Tiens! Podria traducirse por Hola! en un contexto en que se encuentran dos personas. p.e. Tiens! Marie : Hola! Maria, aunque por lo que comentas del texto podria ser como han comentado otros, Toma!


----------



## Mirelia

Gracias por tu aporte, Arao, pero si miras un poco más atrás, verás que ya he tomado una decisión.


----------



## Uno de tantos

Hola, ami@s:
     Estoy traduciendo un texto y me encuentro con estas frases: "Tiens! ben viens avec moi, ti sais, ji connais là òu il y en a beaucoup." (se refiere a serpientes).
   Estas palabras están en boca de un nativo bereber, por lo que creo que son un francés muy "sui generis". 
      ¿Alguien me las puede traducir?
  Muchas gracias.


----------



## rolandbascou

¡Toma ya! bien, ven conmigo; sabes, sé adonde hay muchos.


----------



## olives

Se puede decir "toma ya" como ha dicho rolandbascou?

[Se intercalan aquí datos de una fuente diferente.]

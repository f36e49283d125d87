//! Point-in-time queries over a set of tracks.

use crate::conflict::{ConflictOutcome, ConflictSolver};
use crate::error::QueryError;
use crate::kinematics::KinematicProjector;
use crate::models::{Position, SeparationStatus, TrackId};
use crate::registry::TrackSource;
use crate::rules::SurveillanceRules;

/// Answers contact-count, position-estimate and separation queries.
///
/// The engine borrows the tracks for the duration of one call only, so the
/// same engine serves the live registry and frozen snapshots alike.
#[derive(Debug, Clone, Copy, Default)]
pub struct QueryEngine {
    projector: KinematicProjector,
    solver: ConflictSolver,
}

impl QueryEngine {
    pub fn new(rules: &SurveillanceRules) -> Self {
        let projector = KinematicProjector::from_rules(rules);
        Self {
            projector,
            solver: ConflictSolver::new(projector),
        }
    }

    pub fn projector(&self) -> &KinematicProjector {
        &self.projector
    }

    /// Number of aircraft whose projected position at `query_time` lies
    /// within `radius` km of the origin (boundary inclusive).
    pub fn count_contacts<S>(&self, source: &S, query_time: f64, radius: f64) -> usize
    where
        S: TrackSource + ?Sized,
    {
        source
            .tracks()
            .filter(|track| self.projector.project(track, query_time).range() <= radius)
            .count()
    }

    /// Dead-reckoned position of `id` at `query_time`.
    pub fn estimate_position<S>(
        &self,
        source: &S,
        query_time: f64,
        id: TrackId,
        radius: f64,
    ) -> Result<Position, QueryError>
    where
        S: TrackSource + ?Sized,
    {
        let track = source.find(id).ok_or(QueryError::NotFound { id })?;
        let position = self.projector.project(&track, query_time);
        let distance_km = position.range();
        if distance_km > radius {
            return Err(QueryError::OutOfRange {
                id,
                distance_km,
                radius_km: radius,
            });
        }
        Ok(position)
    }

    /// Check `id` against every other tracked aircraft and report the first
    /// future separation violation encountered in iteration order.
    pub fn check_separation<S>(
        &self,
        source: &S,
        query_time: f64,
        id: TrackId,
        min_separation: f64,
    ) -> Result<SeparationStatus, QueryError>
    where
        S: TrackSource + ?Sized,
    {
        let Some(reference) = source.find(id) else {
            tracing::info!(id, "separation check for aircraft not in area of operation");
            return Err(QueryError::NotFound { id });
        };

        for other in source.tracks().filter(|track| track.id != id) {
            match self.solver.solve(&reference, &other, query_time, min_separation) {
                ConflictOutcome::Violation(report) => {
                    tracing::debug!(
                        reference = id,
                        other = other.id,
                        time_of_violation = report.time_of_violation,
                        "separation violation predicted"
                    );
                    return Ok(SeparationStatus::Conflict(report));
                }
                outcome => {
                    tracing::trace!(reference = id, other = other.id, ?outcome, "pair clear");
                }
            }
        }

        Ok(SeparationStatus::Safe)
    }
}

Qué opináis de eso: "¡anda! vente conmigo, sabes, sé donde hay muchas."


----------



## fragnol123

¡Anda!
¡Mira!
¡Vaya!


----------



## Uno de tantos

Estimad@s amig@s:
     Veo que todos estais de acuerdo en lo esencial y que cuadra bien con el sentido del texto. 
    Muchas gracias, y a vuestra disposición desde Navarra.

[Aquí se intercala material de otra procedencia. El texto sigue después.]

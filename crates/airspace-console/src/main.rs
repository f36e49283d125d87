//! Airspace console - reads report and query events from stdin (or a file)
//! and writes one response line per query to stdout.

use airspace_console::{Config, OutputFormat, Session};
use airspace_core::Airspace;
use anyhow::{Context, Result};
use clap::Parser;
use std::fs::File;
use std::io::{self, BufReader};
use std::path::PathBuf;
use tracing_subscriber::{layer::SubscriberExt, util::SubscriberInitExt};

/// Track aircraft from position reports and answer traffic queries
#[derive(Parser, Debug)]
#[command(author, version, about)]
struct Args {
    /// Read events from this file instead of stdin
    #[arg(long)]
    input: Option<PathBuf>,

    /// JSON surveillance rules file (env: AIRSPACE_RULES)
    #[arg(long)]
    rules: Option<PathBuf>,

    /// Monitored radius in km (env: AIRSPACE_RADIUS_KM)
    #[arg(long)]
    radius: Option<f64>,

    /// Response format
    #[arg(long, value_enum, default_value_t = OutputFormat::Text)]
    format: OutputFormat,
}

fn main() -> Result<()> {
    // Logs go to stderr; stdout carries responses only
    tracing_subscriber::registry()
        .with(tracing_subscriber::fmt::layer().with_writer(io::stderr))
        .with(
            tracing_subscriber::EnvFilter::from_default_env()
                .add_directive("airspace_console=info".parse()?),
        )
        .init();

    let args = Args::parse();
    let mut config = Config::from_env();
    if args.rules.is_some() {
        config.rules_path = args.rules;
    }
    if args.radius.is_some() {
        config.radius_km = args.radius;
    }
    config.format = args.format;

    let rules = config.rules()?;
    tracing::info!(
        radius_km = rules.monitored_radius_km,
        speed_factor = rules.speed_conversion_factor,
        "starting airspace console"
    );

    let mut session = Session::new(Airspace::new(rules), config.format);
    let stdout = io::stdout().lock();
    let summary = match &args.input {
        Some(path) => {
            let file = File::open(path)
                .with_context(|| format!("opening input {}", path.display()))?;
            session.run(BufReader::new(file), stdout)?
        }
        None => session.run(io::stdin().lock(), stdout)?,
    };

    tracing::info!(
        lines = summary.lines,
        reports = summary.reports,
        queries = summary.queries,
        rejected = summary.rejected,
        closed = summary.closed,
        "airspace console finished"
    );
    Ok(())
}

Anoche no os pude contestar porque ya era tarde cuando abrí el correo. 
Lo he hecho hoy y espero que ya lo habreis recibido. 
   Un abrazo


----------



## gonzalo yanez

Sé que ya no viene al caso, pero a mí me hubiese dado traducirlos por, "toma" y "agarra", ambos imperativos, los que se entenderían -supongo- en todos los lares hispanohablantes. 

Saludos!


----------



## Yuturna

Hola:

Ya sé que es tarde y la decisión está tomada, pero en España sí se suele decir "¡Ten!" en ese sentido de "toma" como coger/agarrar, y en casi cualquier contexto, familiar o culto.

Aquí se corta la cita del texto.